David Davies 16 February 2011
Futuresource: e-book market grows by 200%-plus

The recent launch of tablets like the iPad is helping to foster rapid growth in the e-book and e-reader markets, according to a new report from Futuresource Consulting.

The increased availability of e-book services is among the other factors found to be informing the trend.

“In 2010, the global e-book market grew by more than 200% to exceed 90 million paid-for units,” said Fiona Hoy (pictured), market analyst at Futuresource Consulting. “This equates to a value of more $900 million and was largely attributable to growth in the US region, which represented more than 80% of global revenues last year.”

Amazon’s Kindle store and Kindle app have helped to drive particularly robust growth in the USA, but the “global balance” is expected to shift over the next few years.
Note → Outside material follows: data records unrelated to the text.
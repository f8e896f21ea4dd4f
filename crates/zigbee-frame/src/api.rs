//! Explicit-addressing API frames.
//!
//! Application traffic travels in two frame types:
//!
//! | Frame type | Direction | Layout (after the type byte) |
//! |------------|-----------|------------------------------|
//! | `0x11` TX explicit | host → radio | frame_id(1) dest_addr_long(8) dest_addr(2) src_endpoint(1) dest_endpoint(1) cluster(2) profile(2) broadcast_radius(1) options(1) data |
//! | `0x91` RX explicit | radio → host | source_addr_long(8) source_addr(2) source_endpoint(1) dest_endpoint(1) cluster(2) profile(2) options(1) rf_data |
//!
//! Multi-byte fields are big-endian. Every other frame type is passed through
//! untouched as [`ApiFrame::Other`].

use serde::Serialize;

use crate::{Address16, Address64, Frame, FrameError};

/// Explicit addressing command (transmit request).
pub const FRAME_TYPE_TX_EXPLICIT: u8 = 0x11;
/// Explicit RX indicator (received data).
pub const FRAME_TYPE_RX_EXPLICIT: u8 = 0x91;

/// Fixed part of a TX explicit payload.
pub const TX_EXPLICIT_HEADER_LEN: usize = 19;
/// Fixed part of an RX explicit payload.
pub const RX_EXPLICIT_HEADER_LEN: usize = 17;

/// A transmit request with explicit endpoints, cluster and profile.
#[derive(Debug, Clone, PartialEq, Eq, Serialize)]
pub struct TxExplicit {
    /// Frame id used to correlate transmit status (0 disables status).
    pub frame_id: u8,
    /// Destination long address.
    pub dest_addr_long: Address64,
    /// Destination short address.
    pub dest_addr: Address16,
    /// Source endpoint.
    pub src_endpoint: u8,
    /// Destination endpoint.
    pub dest_endpoint: u8,
    /// Cluster id.
    pub cluster: u16,
    /// Profile id.
    pub profile: u16,
    /// Maximum hops for broadcasts (0 = network maximum).
    pub broadcast_radius: u8,
    /// Transmit options.
    pub options: u8,
    /// Application payload.
    pub data: Vec<u8>,
}

/// Data received with explicit endpoints, cluster and profile.
#[derive(Debug, Clone, PartialEq, Eq, Serialize)]
pub struct RxExplicit {
    /// Sender long address.
    pub source_addr_long: Address64,
    /// Sender short address.
    pub source_addr: Address16,
    /// Sender endpoint.
    pub source_endpoint: u8,
    /// Destination endpoint.
    pub dest_endpoint: u8,
    /// Cluster id.
    pub cluster: u16,
    /// Profile id.
    pub profile: u16,
    /// Receive options.
    pub options: u8,
    /// Application payload.
    pub rf_data: Vec<u8>,
}

/// An API frame understood by the bridge.
#[derive(Debug, Clone, PartialEq, Eq, Serialize)]
#[serde(tag = "id", rename_all = "snake_case")]
pub enum ApiFrame {
    /// Outbound explicit transmit request.
    TxExplicit(TxExplicit),
    /// Inbound explicit receive indicator.
    RxExplicit(RxExplicit),
    /// Any other frame type, left opaque.
    Other(Frame),
}

impl ApiFrame {
    /// Short name of the frame kind.
    pub fn id(&self) -> &'static str {
        match self {
            ApiFrame::TxExplicit(_) => "tx_explicit",
            ApiFrame::RxExplicit(_) => "rx_explicit",
            ApiFrame::Other(_) => "unknown",
        }
    }

    /// Frame type byte.
    pub fn frame_type(&self) -> u8 {
        match self {
            ApiFrame::TxExplicit(_) => FRAME_TYPE_TX_EXPLICIT,
            ApiFrame::RxExplicit(_) => FRAME_TYPE_RX_EXPLICIT,
            ApiFrame::Other(frame) => frame.frame_type,
        }
    }

    /// Interpret a decoded transport frame.
    pub fn decode(frame: &Frame) -> Result<Self, FrameError> {
        let data = &frame.payload;
        match frame.frame_type {
            FRAME_TYPE_TX_EXPLICIT => {
                check_len(data, TX_EXPLICIT_HEADER_LEN)?;
                Ok(ApiFrame::TxExplicit(TxExplicit {
                    frame_id: data[0],
                    dest_addr_long: read_addr64(&data[1..9]),
                    dest_addr: Address16([data[9], data[10]]),
                    src_endpoint: data[11],
                    dest_endpoint: data[12],
                    cluster: u16::from_be_bytes([data[13], data[14]]),
                    profile: u16::from_be_bytes([data[15], data[16]]),
                    broadcast_radius: data[17],
                    options: data[18],
                    data: data[TX_EXPLICIT_HEADER_LEN..].to_vec(),
                }))
            }
            FRAME_TYPE_RX_EXPLICIT => {
                check_len(data, RX_EXPLICIT_HEADER_LEN)?;
                Ok(ApiFrame::RxExplicit(RxExplicit {
                    source_addr_long: read_addr64(&data[0..8]),
                    source_addr: Address16([data[8], data[9]]),
                    source_endpoint: data[10],
                    dest_endpoint: data[11],
                    cluster: u16::from_be_bytes([data[12], data[13]]),
                    profile: u16::from_be_bytes([data[14], data[15]]),
                    options: data[16],
                    rf_data: data[RX_EXPLICIT_HEADER_LEN..].to_vec(),
                }))
            }
            _ => Ok(ApiFrame::Other(frame.clone())),
        }
    }

    /// Build the transport frame carrying this API frame.
    pub fn to_frame(&self) -> Frame {
        match self {
            ApiFrame::TxExplicit(tx) => {
                let mut buf = Vec::with_capacity(TX_EXPLICIT_HEADER_LEN + tx.data.len());
                buf.push(tx.frame_id);
                buf.extend_from_slice(tx.dest_addr_long.as_bytes());
                buf.extend_from_slice(tx.dest_addr.as_bytes());
                buf.push(tx.src_endpoint);
                buf.push(tx.dest_endpoint);
                buf.extend_from_slice(&tx.cluster.to_be_bytes());
                buf.extend_from_slice(&tx.profile.to_be_bytes());
                buf.push(tx.broadcast_radius);
                buf.push(tx.options);
                buf.extend_from_slice(&tx.data);
                Frame::new(FRAME_TYPE_TX_EXPLICIT, buf)
            }
            ApiFrame::RxExplicit(rx) => {
                let mut buf = Vec::with_capacity(RX_EXPLICIT_HEADER_LEN + rx.rf_data.len());
                buf.extend_from_slice(rx.source_addr_long.as_bytes());
                buf.extend_from_slice(rx.source_addr.as_bytes());
                buf.push(rx.source_endpoint);
                buf.push(rx.dest_endpoint);
                buf.extend_from_slice(&rx.cluster.to_be_bytes());
                buf.extend_from_slice(&rx.profile.to_be_bytes());
                buf.push(rx.options);
                buf.extend_from_slice(&rx.rf_data);
                Frame::new(FRAME_TYPE_RX_EXPLICIT, buf)
            }
            ApiFrame::Other(frame) => frame.clone(),
        }
    }

    /// Encode straight to escaped wire bytes.
    pub fn encode(&self) -> Result<Vec<u8>, FrameError> {
        self.to_frame().encode()
    }
}

fn check_len(data: &[u8], expected: usize) -> Result<(), FrameError> {
    if data.len() < expected {
        return Err(FrameError::FrameTooShort {
            expected,
            actual: data.len(),
        });
    }
    Ok(())
}

fn read_addr64(slice: &[u8]) -> Address64 {
    let mut bytes = [0u8; 8];
    bytes.copy_from_slice(slice);
    Address64(bytes)
}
“For many countries across the region – including Italy and Spain – 2010 was the first full year that e-readers were readily available at retail,” said Foy. “However, sparse local language titles and limited paid-for e-book services acted as key obstacles to legitimate paid-for e-book market growth. However, as local-language content and demand develops, Western Europe’s share of global e-book revenues will grow significantly, contributing in excess of $6 billion towards global revenues in 2014.”

The launch of Google’s eBook service in Europe is expected to have a significant impact on the market, while legally free e-book will continue to play an important role, particularly in countries like Italy and Spain where paid-for services are at a nascent stage.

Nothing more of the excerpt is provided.